DATASET RECORDS section start

use anyhow::{Result, bail};
use tabled::{Table, Tabled, settings::Style};

use brewlog_core::BrewService;
use brewlog_core::db::Database;
use brewlog_core::methods::method_info;
use brewlog_core::models::{NewBean, RoastLevel, UpdateBean};

use super::helpers::{exit_if_not_found, fmt_date, fmt_num, print_brew_table, short_id, truncate};

pub(crate) fn cmd_bean_add(svc: &BrewService<Database>, new: NewBean, json: bool) -> Result<()> {
    let bean = svc.create_bean(new)?;

    if json {
        println!("{}", serde_json::to_string_pretty(&bean)?);
    } else {
        println!(
            "Added bean '{}' ({}, {} roast)",
            bean.name,
            short_id(&bean.id),
            bean.roast_level
        );
    }
    Ok(())
}

pub(crate) fn cmd_bean_list(svc: &BrewService<Database>, json: bool) -> Result<()> {
    let beans = svc.get_beans()?;

    if json {
        println!("{}", serde_json::to_string_pretty(&beans)?);
    } else if beans.is_empty() {
        eprintln!("No beans yet. Use `brewlog bean add <name>` to add one.");
    } else {
        #[derive(Tabled)]
        struct BeanRow {
            #[tabled(rename = "ID")]
            id: String,
            #[tabled(rename = "Name")]
            name: String,
            #[tabled(rename = "Origin")]
            origin: String,
            #[tabled(rename = "Roast")]
            roast: String,
            #[tabled(rename = "Added")]
            added: String,
        }

        let rows: Vec<BeanRow> = beans
            .iter()
            .map(|b| BeanRow {
                id: short_id(&b.id).to_string(),
                name: truncate(&b.name, 30),
                origin: b
                    .origin
                    .as_deref()
                    .map(|o| truncate(o, 20))
                    .unwrap_or_default(),
                roast: b.roast_level.to_string(),
                added: fmt_date(&b.created_at),
            })
            .collect();

        let table = Table::new(&rows).with(Style::rounded()).to_string();
        println!("{table}");
    }
    Ok(())
}

pub(crate) fn cmd_bean_show(svc: &BrewService<Database>, bean: &str, json: bool) -> Result<()> {
    let bean = svc
        .resolve_bean(bean)
        .map_err(|e| exit_if_not_found(e, json))?;
    let brews = svc.get_brews_for_bean(&bean.id)?;

    if json {
        println!(
            "{}",
            serde_json::to_string_pretty(&serde_json::json!({
                "bean": bean,
                "brews": brews,
            }))?
        );
        return Ok(());
    }

    println!("{} ({})", bean.name, bean.id);
    if let Some(ref origin) = bean.origin {
        println!("  Origin: {origin}");
    }
    println!("  Roast:  {}", bean.roast_level);
    if let Some(ref notes) = bean.notes {
        println!("  Notes:  {notes}");
    }
    for (method, s) in &bean.suggestions {
        let info = method_info(*method);
        println!(
            "  Next {}: {}, {}, {}{} ({})",
            info.name,
            s.grind_size,
            s.ratio,
            fmt_num(s.brew_time),
            info.time_unit.suffix(),
            s.updated_at.as_deref().map_or_else(|| "-".to_string(), fmt_date)
        );
    }
    if brews.is_empty() {
        println!("\nNo brews logged for this bean.");
    } else {
        println!();
        let refs: Vec<_> = brews.iter().collect();
        print_brew_table(&refs, std::slice::from_ref(&bean));
    }
    Ok(())
}

pub(crate) fn cmd_bean_update(
    svc: &BrewService<Database>,
    bean: &str,
    update: UpdateBean,
    json: bool,
) -> Result<()> {
    if update.name.is_none()
        && update.origin.is_none()
        && update.roast_level.is_none()
        && update.notes.is_none()
    {
        bail!("Nothing to update. Provide at least one of --name, --origin, --roast, or --notes");
    }
    let existing = svc
        .resolve_bean(bean)
        .map_err(|e| exit_if_not_found(e, json))?;
    let bean = svc.update_bean(&existing.id, update)?;

    if json {
        println!("{}", serde_json::to_string_pretty(&bean)?);
    } else {
        println!("Updated bean '{}'", bean.name);
    }
    Ok(())
}

pub(crate) fn cmd_bean_delete(svc: &BrewService<Database>, bean: &str, json: bool) -> Result<()> {
    let bean = svc
        .resolve_bean(bean)
        .map_err(|e| exit_if_not_found(e, json))?;
    let deleted = svc.delete_bean(&bean.id)?;

    if json {
        println!(
            "{}",
            serde_json::json!({
                "deleted": bean.id,
                "brews": deleted.brews,
                "pending": deleted.pending,
            })
        );
    } else {
        println!(
            "Deleted bean '{}' and {} brew(s){}",
            bean.name,
            deleted.brews,
            if deleted.pending > 0 {
                format!(", {} pending", deleted.pending)
            } else {
                String::new()
            }
        );
    }
    Ok(())
}

pub(crate) fn parse_roast(s: Option<&str>) -> Result<Option<RoastLevel>> {
    Ok(s.map(str::parse::<RoastLevel>).transpose()?)
}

DATASET RECORDS section end

> WORK REQUIRED: The material must be duplicated in full, with each line kept exact.

> OUTPUT BELOW:
use anyhow::{Result, bail};
use tabled::{Table, Tabled, settings::Style};

use brewlog_core::BrewService;
use brewlog_core::db::Database;
use brewlog_core::methods::method_info;
use brewlog_core::models::{NewBean, RoastLevel, UpdateBean};

use super::helpers::{exit_if_not_found, fmt_date, fmt_num, print_brew_table, short_id, truncate};

pub(crate) fn cmd_bean_add(svc: &BrewService<Database>, new: NewBean, json: bool) -> Result<()> {
    let bean = svc.create_bean(new)?;

    if json {
        println!("{}", serde_json::to_string_pretty(&bean)?);
    } else {
        println!(
            "Added bean '{}' ({}, {} roast)",
            bean.name,
            short_id(&bean.id),
            bean.roast_level
        );
    }
    Ok(())
}

pub(crate) fn cmd_bean_list(svc: &BrewService<Database>, json: bool) -> Result<()> {
    let beans = svc.get_beans()?;

    if json {
        println!("{}", serde_json::to_string_pretty(&beans)?);
    } else if beans.is_empty() {
        eprintln!("No beans yet. Use `brewlog bean add <name>` to add one.");
    } else {
        #[derive(Tabled)]
        struct BeanRow {
            #[tabled(rename = "ID")]
            id: String,
            #[tabled(rename = "Name")]
            name: String,
            #[tabled(rename = "Origin")]
            origin: String,
            #[tabled(rename = "Roast")]
            roast: String,
            #[tabled(rename = "Added")]
            added: String,
        }

        let rows: Vec<BeanRow> = beans
            .iter()
            .map(|b| BeanRow {
                id: short_id(&b.id).to_string(),
                name: truncate(&b.name, 30),
                origin: b
                    .origin
                    .as_deref()
                    .map(|o| truncate(o, 20))
                    .unwrap_or_default(),
                roast: b.roast_level.to_string(),
                added: fmt_date(&b.created_at),
            })
            .collect();

        let table = Table::new(&rows).with(Style::rounded()).to_string();
        println!("{table}");
    }
    Ok(())
}

pub(crate) fn cmd_bean_show(svc: &BrewService<Database>, bean: &str, json: bool) -> Result<()> {
    let bean = svc
        .resolve_bean(bean)
        .map_err(|e| exit_if_not_found(e, json))?;
    let brews = svc.get_brews_for_bean(&bean.id)?;

    if json {
        println!(
            "{}",
            serde_json::to_string_pretty(&serde_json::json!({
                "bean": bean,
                "brews": brews,
            }))?
        );
        return Ok(());
    }

    println!("{} ({})", bean.name, bean.id);
    if let Some(ref origin) = bean.origin {
        println!("  Origin: {origin}");
    }
    println!("  Roast:  {}", bean.roast_level);
    if let Some(ref notes) = bean.notes {
        println!("  Notes:  {notes}");
    }
    for (method, s) in &bean.suggestions {
        let info = method_info(*method);
        println!(
            "  Next {}: {}, {}, {}{} ({})",
            info.name,
            s.grind_size,
            s.ratio,
            fmt_num(s.brew_time),
            info.time_unit.suffix(),
            s.updated_at.as_deref().map_or_else(|| "-".to_string(), fmt_date)
        );
    }
    if brews.is_empty() {
        println!("\nNo brews logged for this bean.");
    } else {
        println!();
        let refs: Vec<_> = brews.iter().collect();
        print_brew_table(&refs, std::slice::from_ref(&bean));
    }
    Ok(())
}

pub(crate) fn cmd_bean_update(
    svc: &BrewService<Database>,
    bean: &str,
    update: UpdateBean,
    json: bool,
) -> Result<()> {
    if update.name.is_none()
        && update.origin.is_none()
        && update.roast_level.is_none()
        && update.notes.is_none()
    {
        bail!("Nothing to update. Provide at least one of --name, --origin, --roast, or --notes");
    }
    let existing = svc
        .resolve_bean(bean)
        .map_err(|e| exit_if_not_found(e, json))?;
    let bean = svc.update_bean(&existing.id, update)?;

    if json {
        println!("{}", serde_json::to_string_pretty(&bean)?);
    } else {
        println!("Updated bean '{}'", bean.name);
    }
    Ok(())
}

pub(crate) fn cmd_bean_delete(svc: &BrewService<Database>, bean: &str, json: bool) -> Result<()> {
    let bean = svc
        .resolve_bean(bean)
        .map_err(|e| exit_if_not_found(e, json))?;
    let deleted = svc.delete_bean(&bean.id)?;

    if json {
        println!(
            "{}",
            serde_json::json!({
                "deleted": bean.id,
                "brews": deleted.brews,
                "pending": deleted.pending,
            })
        );
    } else {
        println!(
            "Deleted bean '{}' and {} brew(s){}",
            bean.name,
            deleted.brews,
            if deleted.pending > 0 {
                format!(", {} pending", deleted.pending)
            } else {
                String::new()
            }
        );
    }
    Ok(())
}

pub(crate) fn parse_roast(s: Option<&str>) -> Result<Option<RoastLevel>> {
    Ok(s.map(str::parse::<RoastLevel>).transpose()?)
}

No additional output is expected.